What is it with actors wanting to fly planes? There was a list a few weeks ago in some weekly tabloid that rounded up all the celebrities with pilot’s licenses. Maybe mastering the sky is a way to reclaim the control they’re constantly giving up to movie directors, film studios, publicists, etc. In any case, Max Irons would like to get in on that one day. “I’ve always wanted to be a fighter pilot,” says Irons, 25. “But I don’t want to kill people. I’d hate to.”
So acting it is. Irons, the youngest son of Jeremy Irons and Sinéad Cusack, will appear in “Red Riding Hood” (March 11), the dark, lusty thriller/fairy tale directed by Catherine Hardwicke, best known for turning Robert Pattinson into a demigod overnight with the original “Twilight” film. Irons plays Henry, one part of a very pretty love triangle, which also includes Amanda Seyfried, in the title role, and Shiloh Fernandez.
So he’s a heartthrob?
“Your words, not mine,” says Irons, on the line from Los Angeles, where he has just flown in from his home in London for an open-ended stint of press, press, meetings, press and meetings.
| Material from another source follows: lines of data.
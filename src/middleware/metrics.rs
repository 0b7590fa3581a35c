//! Per-endpoint request metrics.
//!
//! Counts every HTTP request and records duration/error stats keyed by
//! `"METHOD path"`. WebSocket upgrades are counted once at upgrade time; the
//! lifetime of the dictation itself is tracked by the relay through the
//! dictation counters, not here.

use crate::state::AppState;
use actix_web::{
    dev::{forward_ready, Service, ServiceRequest, ServiceResponse, Transform},
    web, Error,
};
use futures_util::future::LocalBoxFuture;
use std::{
    future::{ready, Ready},
    time::Instant,
};

pub struct MetricsMiddleware;

impl<S, B> Transform<S, ServiceRequest> for MetricsMiddleware
where
    S: Service<ServiceRequest, Response = ServiceResponse<B>, Error = Error>,
    S::Future: 'static,
    B: 'static,
{
    type Response = ServiceResponse<B>;
    type Error = Error;
    type InitError = ();
    type Transform = MetricsMiddlewareService<S>;
    type Future = Ready<Result<Self::Transform, Self::InitError>>;

    fn new_transform(&self, service: S) -> Self::Future {
        ready(Ok(MetricsMiddlewareService { service }))
    }
}

pub struct MetricsMiddlewareService<S> {
    service: S,
}

impl<S, B> Service<ServiceRequest> for MetricsMiddlewareService<S>
where
    S: Service<ServiceRequest, Response = ServiceResponse<B>, Error = Error>,
    S::Future: 'static,
    B: 'static,
{
    type Response = ServiceResponse<B>;
    type Error = Error;
    type Future = LocalBoxFuture<'static, Result<Self::Response, Self::Error>>;

    forward_ready!(service);

    fn call(&self, req: ServiceRequest) -> Self::Future {
        let start_time = Instant::now();
        let endpoint = format!("{} {}", req.method(), req.uri().path());

        if let Some(app_state) = req.app_data::<web::Data<AppState>>() {
            app_state.increment_request_count();
        }

        let fut = self.service.call(req);

        Box::pin(async move {
            let result = fut.await;
            let duration_ms = start_time.elapsed().as_millis() as u64;

            let is_error = match &result {
                Ok(response) => {
                    response.status().is_client_error() || response.status().is_server_error()
                }
                Err(_) => true,
            };

            if let Ok(response) = &result {
                if let Some(app_state) = response.request().app_data::<web::Data<AppState>>() {
                    app_state.record_endpoint_request(&endpoint, duration_ms, is_error);

                    if is_error {
                        app_state.increment_error_count();
                    }
                }
            }

            result
        })
    }
}
//! # Generative Text Backend
//!
//! The `TextGenerator` seam hides the concrete generative model behind a
//! single prompt-in / completion-out call. Both the narrative extraction
//! engine and the ADR screening engine depend on this trait, never on the
//! HTTP client directly, so tests run against scripted fakes.
//!
//! `Completion::Blocked` is a first-class outcome, not an error: a safety
//! block or an empty candidate list means the call worked but produced no
//! usable text, and callers handle that distinctly from transport failures.

pub mod gemini;

use anyhow::Result;
use async_trait::async_trait;

pub use gemini::GeminiClient;

/// Outcome of one generation call.
#[derive(Debug, Clone, PartialEq, Eq)]
pub enum Completion {
    /// Usable model text
    Text(String),

    /// The model declined or returned nothing (safety block, empty output)
    Blocked,
}

/// Prompt-in, completion-out text generation.
#[async_trait]
pub trait TextGenerator: Send + Sync {
    async fn generate(&self, prompt: &str) -> Result<Completion>;
}
//! Structured request logging.
//!
//! Health probes fire every few seconds from orchestration and would drown
//! real traffic at info level, so they are logged at debug instead. The
//! `/live_transcript` upgrade is logged here once; everything after the
//! upgrade belongs to the relay actor's own session logs.

use actix_web::{
    dev::{forward_ready, Service, ServiceRequest, ServiceResponse, Transform},
    Error,
};
use futures_util::future::LocalBoxFuture;
use std::{
    future::{ready, Ready},
    time::Instant,
};
use tracing::{debug, error, info};

/// Paths logged at debug level to keep probe noise out of the info log.
const QUIET_PATHS: [&str; 2] = ["/health", "/api/v1/health"];

pub struct RequestLogging;

impl<S, B> Transform<S, ServiceRequest> for RequestLogging
where
    S: Service<ServiceRequest, Response = ServiceResponse<B>, Error = Error>,
    S::Future: 'static,
    B: 'static,
{
    type Response = ServiceResponse<B>;
    type Error = Error;
    type InitError = ();
    type Transform = RequestLoggingMiddleware<S>;
    type Future = Ready<Result<Self::Transform, Self::InitError>>;

    fn new_transform(&self, service: S) -> Self::Future {
        ready(Ok(RequestLoggingMiddleware { service }))
    }
}

pub struct RequestLoggingMiddleware<S> {
    service: S,
}

impl<S, B> Service<ServiceRequest> for RequestLoggingMiddleware<S>
where
    S: Service<ServiceRequest, Response = ServiceResponse<B>, Error = Error>,
    S::Future: 'static,
    B: 'static,
{
    type Response = ServiceResponse<B>;
    type Error = Error;
    type Future = LocalBoxFuture<'static, Result<Self::Response, Self::Error>>;

    forward_ready!(service);

    fn call(&self, req: ServiceRequest) -> Self::Future {
        let start_time = Instant::now();
        let method = req.method().to_string();
        let uri = req.uri().to_string();
        let path = req.uri().path().to_string();
        let remote_addr = req
            .connection_info()
            .realip_remote_addr()
            .unwrap_or("unknown")
            .to_string();
        let quiet = QUIET_PATHS.contains(&path.as_str());

        if quiet {
            debug!(method = %method, uri = %uri, "Request started");
        } else {
            info!(
                method = %method,
                uri = %uri,
                remote_addr = %remote_addr,
                "Request started"
            );
        }

        let fut = self.service.call(req);

        Box::pin(async move {
            let result = fut.await;
            let duration = start_time.elapsed();

            match &result {
                Ok(response) => {
                    let status = response.status();
                    if quiet {
                        debug!(
                            method = %method,
                            uri = %uri,
                            status = %status.as_u16(),
                            duration_ms = %duration.as_millis(),
                            "Request completed"
                        );
                    } else {
                        info!(
                            method = %method,
                            uri = %uri,
                            remote_addr = %remote_addr,
                            status = %status.as_u16(),
                            duration_ms = %duration.as_millis(),
                            "Request completed"
                        );
                    }
                }
                Err(err) => {
                    error!(
                        method = %method,
                        uri = %uri,
                        remote_addr = %remote_addr,
                        duration_ms = %duration.as_millis(),
                        error = %err,
                        "Request failed"
                    );
                }
            }

            result
        })
    }
}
The thing about a phone interview is that, while immensely convenient for all involved, with it you forfeit your ability to observe and, most important, judge your subject up close and personal. By the sound of his voice, Irons is just lovely, all upbeat English charm, saying things like, “What’s that, love?” From the photos I’ve seen, he is gorgeous, or at least extremely photogenic, which is essential for a movie career. Even better, he tells me that he’s 6 feet 3 inches. And since everyone knows that Hollywood is the place where short guys go to thrive, things are looking good. He has his father to thank for the height.
At this point, you really can’t talk to Max Irons without much of the conversation winding up about Jeremy Irons. Not yet, anyway. But Max is prepared for those questions. He’s in the unique position of being a relative newcomer professionally but has spent his entire life around the business. He says he can’t quite pinpoint when he knew his parents were actors; it was more like “one of them was always absent, and they were always doing strange things in foreign countries.” As for when he realized they were famous, it was one summer spent in Portugal when his father was filming “The House of the Spirits” with Meryl Streep, and seven-year-old Max spotted a long lens in the bushes. “I told my dad, and he went out and threw a shovel at them, which I quite liked,” he says.
Doesn’t he find the whole thing bizarre? People in bushes, putting on makeup and pretending for a living?
“It is a really weird thing to do,” says Irons. “But it’s also a really fun thing to do. I mean, it’s fine when you’re a kid and someone runs into the playground and goes, ‘I’ve got this great game of pretend,’ and you play.…As an actor, getting to play, getting to use your imagination and be childish — it is weird but it’s wonderful.”
If he has to say, Irons classifies himself as a mama’s boy who has inherited his mother’s Irish sensibility, hopefully her work ethic, and what looks like her bone structure.
But fathers are always role models for their sons, even more so when the offspring chooses to follow in the family business. The list of sons of celebrities who have gone on to great acting careers (Michael Douglas, Ben Stiller, um, Charlie Sheen) is even shorter than the list of celebrity pilots, a fact of which Max is acutely aware. His father told him so. “In England, nepotism as a concept is kind of despised,” says Irons. “Less so here, I’ve noticed. I can see why there’s a misconception that it’s easier when your parents are actors, but it doesn’t work out at all. In fact, it’s the reverse.”
The elder Irons has mostly imparted his wisdom with regard to the business side of the industry, leaving the technical for his son to learn on his own. “Acting advice is a bit like your parents teaching you how to drive a car,” says Max Irons. “You know they’re right, but you still kind of want them to shut up a bit.”
But if Max ever finds himself charged with nuancing the sexy side of a creepy character, he has several examples to look to from his father’s body of work, none of which have been off limits. “There is one I wish had been — it was called ‘Damage.’ Lots of sex scenes, which is quite hard,” says Irons.
I have not seen “Damage,” the 1992 Louis Malle film about a father (Irons) who falls for his son’s fiancée (Juliette Binoche), but a quick scan of IMDB.com turns up an image of Irons and Binoche sitting naked and intertwined Indian-style.
So this was a family screening?
“No…thank God,” says Irons. “I would have run out of the room screaming.”